WHAT THE TASK ASKS → From the listing below, pull out every line where the string "grace" appears.
*** Begin section ***
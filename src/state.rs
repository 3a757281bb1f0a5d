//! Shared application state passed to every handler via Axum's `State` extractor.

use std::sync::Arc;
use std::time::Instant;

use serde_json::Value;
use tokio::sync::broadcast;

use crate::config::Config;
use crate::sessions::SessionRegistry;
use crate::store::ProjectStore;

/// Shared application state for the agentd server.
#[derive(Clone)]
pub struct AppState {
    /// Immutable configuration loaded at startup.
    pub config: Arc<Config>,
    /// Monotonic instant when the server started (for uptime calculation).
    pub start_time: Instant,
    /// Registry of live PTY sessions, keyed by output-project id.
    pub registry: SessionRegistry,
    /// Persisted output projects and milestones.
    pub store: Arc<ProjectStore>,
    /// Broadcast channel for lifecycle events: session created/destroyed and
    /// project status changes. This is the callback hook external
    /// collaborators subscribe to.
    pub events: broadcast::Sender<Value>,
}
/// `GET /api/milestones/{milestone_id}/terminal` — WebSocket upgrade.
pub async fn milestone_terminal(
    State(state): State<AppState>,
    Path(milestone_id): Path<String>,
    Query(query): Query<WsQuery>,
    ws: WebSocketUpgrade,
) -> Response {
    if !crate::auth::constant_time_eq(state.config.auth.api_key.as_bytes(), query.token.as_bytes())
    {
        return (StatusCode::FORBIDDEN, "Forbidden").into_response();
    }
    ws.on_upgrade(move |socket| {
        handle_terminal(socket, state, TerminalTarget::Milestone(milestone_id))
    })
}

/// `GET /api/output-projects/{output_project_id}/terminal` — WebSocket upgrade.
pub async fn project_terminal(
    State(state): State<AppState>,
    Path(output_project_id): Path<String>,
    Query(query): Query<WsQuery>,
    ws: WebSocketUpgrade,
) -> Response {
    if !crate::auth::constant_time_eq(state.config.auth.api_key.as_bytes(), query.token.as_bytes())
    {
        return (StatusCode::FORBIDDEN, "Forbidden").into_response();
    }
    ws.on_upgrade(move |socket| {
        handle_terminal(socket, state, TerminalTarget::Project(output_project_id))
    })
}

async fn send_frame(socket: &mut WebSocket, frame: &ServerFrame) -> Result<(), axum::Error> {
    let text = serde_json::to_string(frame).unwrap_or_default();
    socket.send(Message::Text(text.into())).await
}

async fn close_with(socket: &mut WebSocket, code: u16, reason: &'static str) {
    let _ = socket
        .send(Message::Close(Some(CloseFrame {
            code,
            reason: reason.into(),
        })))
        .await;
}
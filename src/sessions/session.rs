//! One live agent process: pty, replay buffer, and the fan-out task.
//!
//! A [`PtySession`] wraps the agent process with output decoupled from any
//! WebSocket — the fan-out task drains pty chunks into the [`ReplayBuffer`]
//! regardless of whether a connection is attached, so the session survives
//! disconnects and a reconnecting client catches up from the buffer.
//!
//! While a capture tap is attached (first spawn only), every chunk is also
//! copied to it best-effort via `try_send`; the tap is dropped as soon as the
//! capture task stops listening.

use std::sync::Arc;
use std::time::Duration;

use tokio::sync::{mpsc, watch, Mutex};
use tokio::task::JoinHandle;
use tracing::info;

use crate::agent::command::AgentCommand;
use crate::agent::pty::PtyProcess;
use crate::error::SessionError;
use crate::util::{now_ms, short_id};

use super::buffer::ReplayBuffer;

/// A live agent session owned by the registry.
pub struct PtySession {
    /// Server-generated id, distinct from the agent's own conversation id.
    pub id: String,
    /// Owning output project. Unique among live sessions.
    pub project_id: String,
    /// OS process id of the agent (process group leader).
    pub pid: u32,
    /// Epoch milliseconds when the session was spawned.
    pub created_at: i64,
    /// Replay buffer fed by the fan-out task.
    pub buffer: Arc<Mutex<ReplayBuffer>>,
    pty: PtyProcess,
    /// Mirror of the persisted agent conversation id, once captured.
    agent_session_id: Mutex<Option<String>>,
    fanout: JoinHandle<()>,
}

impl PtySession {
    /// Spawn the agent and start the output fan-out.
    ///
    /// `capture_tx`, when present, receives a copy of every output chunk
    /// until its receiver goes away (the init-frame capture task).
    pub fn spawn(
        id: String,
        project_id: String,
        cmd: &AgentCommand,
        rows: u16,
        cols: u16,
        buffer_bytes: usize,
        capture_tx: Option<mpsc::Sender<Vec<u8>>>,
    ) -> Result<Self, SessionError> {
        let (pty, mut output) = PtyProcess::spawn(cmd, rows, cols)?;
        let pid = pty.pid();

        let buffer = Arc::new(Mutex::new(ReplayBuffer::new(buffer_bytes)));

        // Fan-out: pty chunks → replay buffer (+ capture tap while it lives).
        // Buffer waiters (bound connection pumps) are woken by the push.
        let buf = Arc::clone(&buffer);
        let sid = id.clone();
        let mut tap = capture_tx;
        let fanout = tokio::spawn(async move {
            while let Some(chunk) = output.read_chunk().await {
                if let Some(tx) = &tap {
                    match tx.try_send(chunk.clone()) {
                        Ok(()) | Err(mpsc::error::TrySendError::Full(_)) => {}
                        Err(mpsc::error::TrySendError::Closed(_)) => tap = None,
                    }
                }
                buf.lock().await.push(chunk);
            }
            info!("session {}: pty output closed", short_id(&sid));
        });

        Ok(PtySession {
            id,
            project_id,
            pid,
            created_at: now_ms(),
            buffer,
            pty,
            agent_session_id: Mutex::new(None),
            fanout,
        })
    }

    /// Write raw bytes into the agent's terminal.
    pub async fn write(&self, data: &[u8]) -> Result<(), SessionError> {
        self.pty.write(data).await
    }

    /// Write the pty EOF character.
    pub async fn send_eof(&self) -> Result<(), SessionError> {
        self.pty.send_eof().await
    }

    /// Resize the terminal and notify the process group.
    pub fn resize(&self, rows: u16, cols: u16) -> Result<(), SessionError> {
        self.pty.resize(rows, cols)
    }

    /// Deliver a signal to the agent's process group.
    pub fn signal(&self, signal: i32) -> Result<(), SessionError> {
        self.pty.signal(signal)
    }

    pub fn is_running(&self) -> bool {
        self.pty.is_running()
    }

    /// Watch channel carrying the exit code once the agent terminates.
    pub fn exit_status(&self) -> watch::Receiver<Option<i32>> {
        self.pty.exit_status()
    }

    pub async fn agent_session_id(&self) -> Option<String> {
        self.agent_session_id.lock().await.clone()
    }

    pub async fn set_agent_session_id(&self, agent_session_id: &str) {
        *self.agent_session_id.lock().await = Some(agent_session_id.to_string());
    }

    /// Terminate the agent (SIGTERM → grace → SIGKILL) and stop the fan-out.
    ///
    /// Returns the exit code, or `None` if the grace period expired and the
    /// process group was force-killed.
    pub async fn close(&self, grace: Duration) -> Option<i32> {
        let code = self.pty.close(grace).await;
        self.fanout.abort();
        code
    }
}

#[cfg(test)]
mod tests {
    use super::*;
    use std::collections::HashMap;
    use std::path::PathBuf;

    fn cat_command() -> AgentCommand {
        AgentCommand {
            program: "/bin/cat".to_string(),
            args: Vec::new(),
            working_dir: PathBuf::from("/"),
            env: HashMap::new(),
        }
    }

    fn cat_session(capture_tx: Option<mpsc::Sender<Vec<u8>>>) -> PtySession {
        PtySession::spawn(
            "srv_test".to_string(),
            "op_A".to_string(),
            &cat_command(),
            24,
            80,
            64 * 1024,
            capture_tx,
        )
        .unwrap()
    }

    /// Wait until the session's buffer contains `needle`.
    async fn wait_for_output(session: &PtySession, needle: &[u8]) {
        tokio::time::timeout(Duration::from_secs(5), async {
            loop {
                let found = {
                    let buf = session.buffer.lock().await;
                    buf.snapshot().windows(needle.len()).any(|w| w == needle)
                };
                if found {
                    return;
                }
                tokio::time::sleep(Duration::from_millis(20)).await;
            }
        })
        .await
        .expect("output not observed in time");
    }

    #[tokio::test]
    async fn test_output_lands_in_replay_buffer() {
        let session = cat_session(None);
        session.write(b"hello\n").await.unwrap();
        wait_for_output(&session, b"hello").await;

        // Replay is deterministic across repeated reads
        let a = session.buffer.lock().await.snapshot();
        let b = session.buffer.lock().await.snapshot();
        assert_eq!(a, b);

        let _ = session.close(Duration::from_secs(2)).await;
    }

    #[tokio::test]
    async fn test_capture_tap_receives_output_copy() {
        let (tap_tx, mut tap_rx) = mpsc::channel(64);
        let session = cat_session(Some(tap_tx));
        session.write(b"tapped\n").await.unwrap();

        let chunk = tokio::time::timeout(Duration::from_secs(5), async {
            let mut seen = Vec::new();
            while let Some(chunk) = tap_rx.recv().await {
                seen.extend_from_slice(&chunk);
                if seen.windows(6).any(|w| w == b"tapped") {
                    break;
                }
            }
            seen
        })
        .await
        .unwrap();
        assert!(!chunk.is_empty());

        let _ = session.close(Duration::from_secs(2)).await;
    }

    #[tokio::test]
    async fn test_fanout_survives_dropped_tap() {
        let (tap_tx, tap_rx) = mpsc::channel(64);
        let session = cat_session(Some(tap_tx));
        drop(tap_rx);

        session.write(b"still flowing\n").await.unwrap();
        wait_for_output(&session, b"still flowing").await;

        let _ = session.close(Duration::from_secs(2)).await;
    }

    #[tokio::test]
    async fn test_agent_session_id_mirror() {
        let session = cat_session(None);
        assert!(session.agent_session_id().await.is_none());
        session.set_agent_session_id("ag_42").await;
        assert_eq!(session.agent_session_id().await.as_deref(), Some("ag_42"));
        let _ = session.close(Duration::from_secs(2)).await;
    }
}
*** End section ***
ANSWER SPACE →
    /// Terminate the agent (SIGTERM → grace → SIGKILL) and stop the fan-out.
    /// Returns the exit code, or `None` if the grace period expired and the
    pub async fn close(&self, grace: Duration) -> Option<i32> {
        let code = self.pty.close(grace).await;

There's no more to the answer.